[Opening Records shown section]

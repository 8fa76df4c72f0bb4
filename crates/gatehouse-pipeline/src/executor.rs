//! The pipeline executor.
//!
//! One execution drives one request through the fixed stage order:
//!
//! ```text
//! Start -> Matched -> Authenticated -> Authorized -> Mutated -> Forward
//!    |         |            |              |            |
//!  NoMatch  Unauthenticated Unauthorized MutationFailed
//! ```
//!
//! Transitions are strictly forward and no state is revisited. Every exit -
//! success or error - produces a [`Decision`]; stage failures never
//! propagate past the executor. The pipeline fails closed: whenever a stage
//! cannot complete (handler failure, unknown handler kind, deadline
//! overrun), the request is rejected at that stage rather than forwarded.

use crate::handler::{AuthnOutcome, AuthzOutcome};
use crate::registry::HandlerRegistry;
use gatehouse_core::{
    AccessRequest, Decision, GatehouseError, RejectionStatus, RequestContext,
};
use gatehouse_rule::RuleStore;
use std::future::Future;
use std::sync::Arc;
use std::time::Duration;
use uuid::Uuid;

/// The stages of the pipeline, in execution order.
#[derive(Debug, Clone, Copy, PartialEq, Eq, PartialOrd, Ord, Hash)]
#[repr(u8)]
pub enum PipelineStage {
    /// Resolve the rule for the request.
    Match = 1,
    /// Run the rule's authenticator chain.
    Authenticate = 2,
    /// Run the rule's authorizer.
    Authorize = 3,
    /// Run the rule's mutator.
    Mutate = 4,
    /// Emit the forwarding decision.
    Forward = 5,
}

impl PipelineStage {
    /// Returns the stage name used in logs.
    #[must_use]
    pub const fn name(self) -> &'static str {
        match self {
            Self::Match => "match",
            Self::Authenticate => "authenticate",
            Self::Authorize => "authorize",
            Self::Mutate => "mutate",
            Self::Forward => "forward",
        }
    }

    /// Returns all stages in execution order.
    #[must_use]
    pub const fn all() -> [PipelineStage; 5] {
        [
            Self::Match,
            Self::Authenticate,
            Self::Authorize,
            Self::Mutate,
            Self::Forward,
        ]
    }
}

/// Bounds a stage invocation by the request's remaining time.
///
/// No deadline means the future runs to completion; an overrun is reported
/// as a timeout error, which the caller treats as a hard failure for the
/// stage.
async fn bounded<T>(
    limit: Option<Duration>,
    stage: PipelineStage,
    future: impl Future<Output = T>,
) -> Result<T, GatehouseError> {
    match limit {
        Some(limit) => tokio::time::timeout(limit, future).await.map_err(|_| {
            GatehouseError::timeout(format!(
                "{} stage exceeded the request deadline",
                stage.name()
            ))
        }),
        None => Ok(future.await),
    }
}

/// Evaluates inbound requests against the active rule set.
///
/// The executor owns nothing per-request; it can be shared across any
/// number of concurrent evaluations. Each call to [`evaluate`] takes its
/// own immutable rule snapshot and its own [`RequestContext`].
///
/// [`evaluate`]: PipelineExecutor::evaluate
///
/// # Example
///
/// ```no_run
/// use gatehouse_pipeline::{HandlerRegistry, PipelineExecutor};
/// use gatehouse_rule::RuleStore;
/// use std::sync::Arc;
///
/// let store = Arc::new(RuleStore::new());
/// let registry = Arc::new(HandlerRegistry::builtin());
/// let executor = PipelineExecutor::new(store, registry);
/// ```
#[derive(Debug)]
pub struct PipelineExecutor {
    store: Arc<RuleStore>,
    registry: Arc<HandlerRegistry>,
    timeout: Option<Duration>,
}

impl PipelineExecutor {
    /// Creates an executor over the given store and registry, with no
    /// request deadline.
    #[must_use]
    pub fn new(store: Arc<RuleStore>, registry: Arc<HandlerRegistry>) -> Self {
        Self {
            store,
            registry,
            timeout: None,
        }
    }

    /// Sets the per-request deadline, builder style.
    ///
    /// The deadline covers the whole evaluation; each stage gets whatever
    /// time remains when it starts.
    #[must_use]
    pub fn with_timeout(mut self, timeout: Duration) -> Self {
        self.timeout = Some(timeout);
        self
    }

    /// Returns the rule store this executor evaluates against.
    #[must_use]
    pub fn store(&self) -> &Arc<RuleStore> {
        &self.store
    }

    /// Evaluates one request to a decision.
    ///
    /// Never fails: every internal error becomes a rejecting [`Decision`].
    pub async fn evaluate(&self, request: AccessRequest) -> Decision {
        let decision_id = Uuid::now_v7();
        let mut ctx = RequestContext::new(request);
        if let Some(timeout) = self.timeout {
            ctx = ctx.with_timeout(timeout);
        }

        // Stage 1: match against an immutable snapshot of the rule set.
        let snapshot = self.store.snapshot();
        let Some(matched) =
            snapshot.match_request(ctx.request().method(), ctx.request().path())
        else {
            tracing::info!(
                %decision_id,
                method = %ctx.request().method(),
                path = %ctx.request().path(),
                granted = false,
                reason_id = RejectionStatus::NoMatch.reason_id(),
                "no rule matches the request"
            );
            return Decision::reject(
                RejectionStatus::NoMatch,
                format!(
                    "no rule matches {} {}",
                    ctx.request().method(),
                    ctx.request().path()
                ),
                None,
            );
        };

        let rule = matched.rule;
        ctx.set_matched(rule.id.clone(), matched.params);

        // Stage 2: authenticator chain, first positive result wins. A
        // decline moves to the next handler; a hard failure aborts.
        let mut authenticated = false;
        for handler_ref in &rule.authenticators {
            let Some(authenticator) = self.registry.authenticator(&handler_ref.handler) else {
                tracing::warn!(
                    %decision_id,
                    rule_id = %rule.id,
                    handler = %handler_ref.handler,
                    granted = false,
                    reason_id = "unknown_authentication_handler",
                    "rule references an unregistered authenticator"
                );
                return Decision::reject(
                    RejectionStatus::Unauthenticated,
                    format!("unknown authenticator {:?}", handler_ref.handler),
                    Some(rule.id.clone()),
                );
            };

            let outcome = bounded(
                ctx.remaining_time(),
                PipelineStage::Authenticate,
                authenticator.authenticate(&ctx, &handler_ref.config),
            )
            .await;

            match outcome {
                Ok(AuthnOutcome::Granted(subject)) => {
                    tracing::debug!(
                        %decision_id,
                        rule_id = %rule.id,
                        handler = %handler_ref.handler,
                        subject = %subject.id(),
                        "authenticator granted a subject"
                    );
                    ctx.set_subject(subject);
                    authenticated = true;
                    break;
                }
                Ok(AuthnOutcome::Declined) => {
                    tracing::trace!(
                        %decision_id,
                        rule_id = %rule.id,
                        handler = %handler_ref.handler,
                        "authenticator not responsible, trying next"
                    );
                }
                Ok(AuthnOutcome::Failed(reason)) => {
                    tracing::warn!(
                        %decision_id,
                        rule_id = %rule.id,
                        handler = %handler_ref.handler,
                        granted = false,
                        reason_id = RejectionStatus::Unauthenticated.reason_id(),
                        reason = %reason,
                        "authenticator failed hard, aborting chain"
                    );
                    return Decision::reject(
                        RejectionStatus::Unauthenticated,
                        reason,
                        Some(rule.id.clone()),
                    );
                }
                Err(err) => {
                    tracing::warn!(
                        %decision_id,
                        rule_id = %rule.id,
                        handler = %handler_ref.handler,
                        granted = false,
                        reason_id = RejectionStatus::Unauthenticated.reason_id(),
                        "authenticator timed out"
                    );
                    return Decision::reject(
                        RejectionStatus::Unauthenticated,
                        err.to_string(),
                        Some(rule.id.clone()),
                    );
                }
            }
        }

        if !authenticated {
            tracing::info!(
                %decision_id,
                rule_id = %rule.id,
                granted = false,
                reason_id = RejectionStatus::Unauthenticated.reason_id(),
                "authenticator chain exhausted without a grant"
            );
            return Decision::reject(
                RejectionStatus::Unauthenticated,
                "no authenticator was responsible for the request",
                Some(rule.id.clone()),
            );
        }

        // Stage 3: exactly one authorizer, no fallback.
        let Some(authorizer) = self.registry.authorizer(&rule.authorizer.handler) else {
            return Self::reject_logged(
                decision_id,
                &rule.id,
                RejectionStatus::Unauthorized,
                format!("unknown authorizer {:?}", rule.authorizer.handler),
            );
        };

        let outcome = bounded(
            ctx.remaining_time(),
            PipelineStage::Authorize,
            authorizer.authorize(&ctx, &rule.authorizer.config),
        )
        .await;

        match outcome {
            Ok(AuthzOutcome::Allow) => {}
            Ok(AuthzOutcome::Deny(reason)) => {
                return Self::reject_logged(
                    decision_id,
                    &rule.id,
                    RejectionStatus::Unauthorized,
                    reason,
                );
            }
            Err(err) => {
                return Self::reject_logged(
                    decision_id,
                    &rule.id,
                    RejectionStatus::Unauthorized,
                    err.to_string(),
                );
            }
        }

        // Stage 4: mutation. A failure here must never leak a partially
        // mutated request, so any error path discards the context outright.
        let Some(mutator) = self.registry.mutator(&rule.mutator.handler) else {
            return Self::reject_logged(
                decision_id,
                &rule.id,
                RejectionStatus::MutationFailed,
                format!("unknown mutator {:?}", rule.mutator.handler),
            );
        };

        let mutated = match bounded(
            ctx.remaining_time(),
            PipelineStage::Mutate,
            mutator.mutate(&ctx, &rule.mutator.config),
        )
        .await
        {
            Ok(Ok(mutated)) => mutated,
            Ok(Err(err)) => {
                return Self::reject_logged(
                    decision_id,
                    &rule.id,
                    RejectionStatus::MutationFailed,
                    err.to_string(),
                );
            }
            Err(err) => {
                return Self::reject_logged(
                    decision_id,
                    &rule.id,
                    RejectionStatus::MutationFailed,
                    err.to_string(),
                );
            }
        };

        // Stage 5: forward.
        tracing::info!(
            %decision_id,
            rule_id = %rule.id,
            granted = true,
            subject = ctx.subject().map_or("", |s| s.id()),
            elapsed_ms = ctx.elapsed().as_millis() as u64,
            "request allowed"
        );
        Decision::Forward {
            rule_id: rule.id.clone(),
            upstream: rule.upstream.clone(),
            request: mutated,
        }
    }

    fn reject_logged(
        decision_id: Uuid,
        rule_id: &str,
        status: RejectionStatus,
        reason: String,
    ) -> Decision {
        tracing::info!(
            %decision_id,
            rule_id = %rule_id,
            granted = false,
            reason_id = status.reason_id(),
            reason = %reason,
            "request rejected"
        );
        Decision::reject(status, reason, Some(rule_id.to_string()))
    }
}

[Closing Records shown section]
[Opening Records shown section]

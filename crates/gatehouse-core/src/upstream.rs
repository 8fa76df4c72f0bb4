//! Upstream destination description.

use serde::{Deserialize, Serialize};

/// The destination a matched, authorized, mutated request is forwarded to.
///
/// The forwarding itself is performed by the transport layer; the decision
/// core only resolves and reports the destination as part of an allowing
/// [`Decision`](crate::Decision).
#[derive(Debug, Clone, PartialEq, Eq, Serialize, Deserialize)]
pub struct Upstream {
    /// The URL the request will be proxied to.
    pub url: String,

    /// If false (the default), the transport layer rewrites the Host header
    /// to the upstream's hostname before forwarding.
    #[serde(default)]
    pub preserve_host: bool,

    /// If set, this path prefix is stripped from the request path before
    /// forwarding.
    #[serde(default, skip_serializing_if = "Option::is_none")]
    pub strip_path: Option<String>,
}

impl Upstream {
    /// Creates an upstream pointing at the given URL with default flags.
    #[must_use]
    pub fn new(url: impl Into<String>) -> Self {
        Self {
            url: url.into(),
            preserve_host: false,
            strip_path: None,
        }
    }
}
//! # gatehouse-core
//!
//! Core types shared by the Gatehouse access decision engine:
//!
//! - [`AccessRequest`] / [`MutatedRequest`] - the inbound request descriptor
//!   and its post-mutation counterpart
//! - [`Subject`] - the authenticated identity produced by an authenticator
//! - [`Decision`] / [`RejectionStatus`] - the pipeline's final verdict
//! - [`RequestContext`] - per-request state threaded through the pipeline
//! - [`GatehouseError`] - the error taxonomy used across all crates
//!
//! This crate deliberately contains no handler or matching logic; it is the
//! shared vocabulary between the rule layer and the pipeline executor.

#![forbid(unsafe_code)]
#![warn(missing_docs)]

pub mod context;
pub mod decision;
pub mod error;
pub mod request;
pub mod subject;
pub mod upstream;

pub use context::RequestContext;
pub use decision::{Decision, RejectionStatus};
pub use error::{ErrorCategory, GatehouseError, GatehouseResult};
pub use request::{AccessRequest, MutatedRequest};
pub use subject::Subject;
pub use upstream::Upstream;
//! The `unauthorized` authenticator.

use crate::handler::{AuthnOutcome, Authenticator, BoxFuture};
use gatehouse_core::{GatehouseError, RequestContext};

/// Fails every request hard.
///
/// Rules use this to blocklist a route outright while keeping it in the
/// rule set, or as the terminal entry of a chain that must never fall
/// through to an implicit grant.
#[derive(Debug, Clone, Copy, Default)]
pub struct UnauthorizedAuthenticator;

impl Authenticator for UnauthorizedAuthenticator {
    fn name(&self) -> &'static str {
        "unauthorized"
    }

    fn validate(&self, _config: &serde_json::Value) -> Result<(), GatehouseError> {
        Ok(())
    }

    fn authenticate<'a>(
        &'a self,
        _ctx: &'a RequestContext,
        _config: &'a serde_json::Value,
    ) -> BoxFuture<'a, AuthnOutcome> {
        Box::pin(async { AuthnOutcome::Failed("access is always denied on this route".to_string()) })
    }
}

[Closing Records shown section]

Your instructions: Every line of the data that includes the word "RuleStore" should be copied.

Written answer:
use gatehouse_rule::RuleStore;
/// use gatehouse_rule::RuleStore;
/// let store = Arc::new(RuleStore::new());
    store: Arc<RuleStore>,
    pub fn new(store: Arc<RuleStore>, registry: Arc<HandlerRegistry>) -> Self {
    pub fn store(&self) -> &Arc<RuleStore> {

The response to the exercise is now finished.